* TASK *
Please reproduce exactly the lines that begin the listing below, up to and including the line where "pub fn classify(line: &str)" occurs.

* EXERCISE INPUTS *
------------

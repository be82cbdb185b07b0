//! Line classification and the paragraph-wrapping state machine.

/// Structural role of one line of already-rewritten HTML.
#[derive(Debug, Clone, Copy, PartialEq, Eq)]
pub enum LineKind {
    /// Empty or whitespace-only line
    Blank,
    /// `<h1>` through `<h6>`
    Heading,
    /// `<hr>`
    Rule,
    /// Opening `<ul>` / `<ol>`
    ListOpen,
    /// `<li>` line inside a list
    ListItem,
    /// Closing `</ul>` / `</ol>`
    ListClose,
    /// Anything else: paragraph content
    Text,
}

impl LineKind {
    /// Classify a line. Only the line itself is inspected.
    pub fn classify(line: &str) -> Self {
        let line = line.trim();
        if line.is_empty() {
            LineKind::Blank
        } else if line.starts_with("<hr") {
            LineKind::Rule
        } else if is_heading_tag(line) {
            LineKind::Heading
        } else if line.starts_with("<ul") || line.starts_with("<ol") {
            LineKind::ListOpen
        } else if line.starts_with("</ul") || line.starts_with("</ol") {
            LineKind::ListClose
        } else if line.starts_with("<li") {
            LineKind::ListItem
        } else {
            LineKind::Text
        }
    }

    /// Whether this kind of line ends an open paragraph.
    pub fn is_block(self) -> bool {
        !matches!(self, LineKind::Text)
    }
}

fn is_heading_tag(line: &str) -> bool {
    let bytes = line.as_bytes();
    bytes.len() > 2 && bytes[0] == b'<' && bytes[1] == b'h' && (b'1'..=b'6').contains(&bytes[2])
}

/// Paragraph-wrapping state.
#[derive(Debug, Clone, Copy, PartialEq, Eq, Default)]
pub enum BlockState {
    /// Between blocks
    #[default]
    Idle,
    /// A `<p>` has been opened and not yet closed
    InParagraph,
    /// Inside a `<ul>`/`<ol>` container
    InList,
}

/// Result of feeding one line to the state machine.
#[derive(Debug, Clone, Copy, PartialEq, Eq)]
pub struct Transition {
    /// State after the line
    pub next: BlockState,
    /// Emit `</p>` before the line
    pub close_paragraph: bool,
    /// Emit `<p>` before the line
    pub open_paragraph: bool,
}

impl Transition {
    fn to(next: BlockState) -> Self {
        Self {
            next,
            close_paragraph: false,
            open_paragraph: false,
        }
    }

    fn closing(next: BlockState) -> Self {
        Self {
            close_paragraph: true,
            ..Self::to(next)
        }
    }
}

impl BlockState {
    /// Transition on a line of the given kind.
    pub fn transition(self, kind: LineKind) -> Transition {
        use BlockState::*;
        use LineKind::*;

        match (self, kind) {
            (InParagraph, Text) => Transition::to(InParagraph),
            (InParagraph, ListOpen) => Transition::closing(InList),
            (InParagraph, _) => Transition::closing(Idle),

            (InList, Blank | Heading | Rule | ListClose) => Transition::to(Idle),
            (InList, _) => Transition::to(InList),

            (Idle, Text) => Transition {
                open_paragraph: true,
                ..Transition::to(InParagraph)
            },
            (Idle, ListOpen) => Transition::to(InList),
            (Idle, _) => Transition::to(Idle),
        }
    }
}

/// Wrap runs of plain lines in `<p>` containers.
///
/// `<p>` and `</p>` are emitted on their own lines. A blank line closes an
/// open paragraph exactly once no matter how many blank lines follow.
pub fn wrap_paragraphs(html: &str) -> String {
    let mut output: Vec<&str> = Vec::new();
    let mut state = BlockState::Idle;

    for line in html.split('\n') {
        let kind = LineKind::classify(line);
        let step = state.transition(kind);

        if step.close_paragraph {
            output.push("</p>");
        }
        if step.open_paragraph {
            output.push("<p>");
        }
        output.push(line);

        state = step.next;
        // A list opened and closed on the same line leaves the list again.
        if kind == LineKind::ListOpen && closes_list(line) {
            state = BlockState::Idle;
        }
    }

    if state == BlockState::InParagraph {
        output.push("</p>");
    }

    output.join("\n")
}

fn closes_list(line: &str) -> bool {
    let line = line.trim_end();
    line.ends_with("</ul>") || line.ends_with("</ol>")
}
//! Draw commands and the paginated document handed to a backend.

use serde::Serialize;

use super::geometry::{Align, FontSpec, PageGeometry};
use crate::capture::Bitmap;

/// Index of an image in [`PaginatedDocument::images`].
#[derive(Debug, Clone, Copy, PartialEq, Eq, Hash, Serialize)]
#[serde(transparent)]
pub struct ImageRef(pub usize);

/// An instruction bound to an absolute position on one page.
///
/// Coordinates are millimetres from the top-left corner; a text `y` is the
/// baseline.
#[derive(Debug, Clone, PartialEq, Serialize)]
#[serde(tag = "type", rename_all = "snake_case")]
pub enum DrawCommand {
    /// Place a line of text
    Text {
        /// Anchor x, interpreted through `align`
        x: f32,
        /// Baseline y
        y: f32,
        /// Text content
        text: String,
        /// Font
        font: FontSpec,
        /// Anchoring of `x`
        align: Align,
    },

    /// Place an image with its top-left corner at (`x`, `y`)
    Image {
        /// Left edge
        x: f32,
        /// Top edge
        y: f32,
        /// Rendered width
        width: f32,
        /// Rendered height
        height: f32,
        /// Image to draw
        image: ImageRef,
    },

    /// Draw a straight line
    Line {
        /// Start x
        x1: f32,
        /// Start y
        y1: f32,
        /// End x
        x2: f32,
        /// End y
        y2: f32,
        /// Stroke width in mm
        thickness: f32,
    },
}

impl DrawCommand {
    /// Vertical position the command is anchored at.
    pub fn y(&self) -> f32 {
        match self {
            DrawCommand::Text { y, .. } | DrawCommand::Image { y, .. } => *y,
            DrawCommand::Line { y1, .. } => *y1,
        }
    }

    /// Text content, if this is a text command.
    pub fn text(&self) -> Option<&str> {
        match self {
            DrawCommand::Text { text, .. } => Some(text),
            _ => None,
        }
    }
}

/// One laid-out page.
#[derive(Debug, Clone, PartialEq, Serialize)]
pub struct Page {
    /// Page number (1-indexed)
    pub number: u32,

    /// Body commands in emission order
    pub commands: Vec<DrawCommand>,

    /// Footer command, set by the footer pass
    pub footer: Option<DrawCommand>,
}

impl Page {
    pub(crate) fn new(number: u32) -> Self {
        Self {
            number,
            commands: Vec::new(),
            footer: None,
        }
    }

    /// Check if the page has no body commands.
    pub fn is_empty(&self) -> bool {
        self.commands.is_empty()
    }

    /// Body commands followed by the footer.
    pub fn all_commands(&self) -> impl Iterator<Item = &DrawCommand> {
        self.commands.iter().chain(self.footer.iter())
    }

    /// Plain text of the body commands, one line per text command.
    pub fn plain_text(&self) -> String {
        self.commands
            .iter()
            .filter_map(DrawCommand::text)
            .collect::<Vec<_>>()
            .join("\n")
    }
}

/// Output of a layout pass: finalized pages plus the images they reference.
#[derive(Debug, Clone, Serialize)]
pub struct PaginatedDocument {
    /// Page geometry used for layout
    pub geometry: PageGeometry,

    /// Pages in order
    pub pages: Vec<Page>,

    /// Images referenced by [`DrawCommand::Image`]
    pub images: Vec<Bitmap>,
}

impl PaginatedDocument {
    /// Number of pages.
    pub fn page_count(&self) -> u32 {
        self.pages.len() as u32
    }

    /// Look up an image by reference.
    pub fn image(&self, image: ImageRef) -> Option<&Bitmap> {
        self.images.get(image.0)
    }

    /// Total number of body commands across all pages.
    pub fn command_count(&self) -> usize {
        self.pages.iter().map(|p| p.commands.len()).sum()
    }
}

------------

* WORKED SOLUTION *
repository be82cbdb185b07b0
//! Line classification and the paragraph-wrapping state machine.

/// Structural role of one line of already-rewritten HTML.
#[derive(Debug, Clone, Copy, PartialEq, Eq)]
pub enum LineKind {
    /// Empty or whitespace-only line
    Blank,
    /// `<h1>` through `<h6>`
    Heading,
    /// `<hr>`
    Rule,
    /// Opening `<ul>` / `<ol>`
    ListOpen,
    /// `<li>` line inside a list
    ListItem,
    /// Closing `</ul>` / `</ol>`
    ListClose,
    /// Anything else: paragraph content
    Text,
}

impl LineKind {
    /// Classify a line. Only the line itself is inspected.
    pub fn classify(line: &str) -> Self {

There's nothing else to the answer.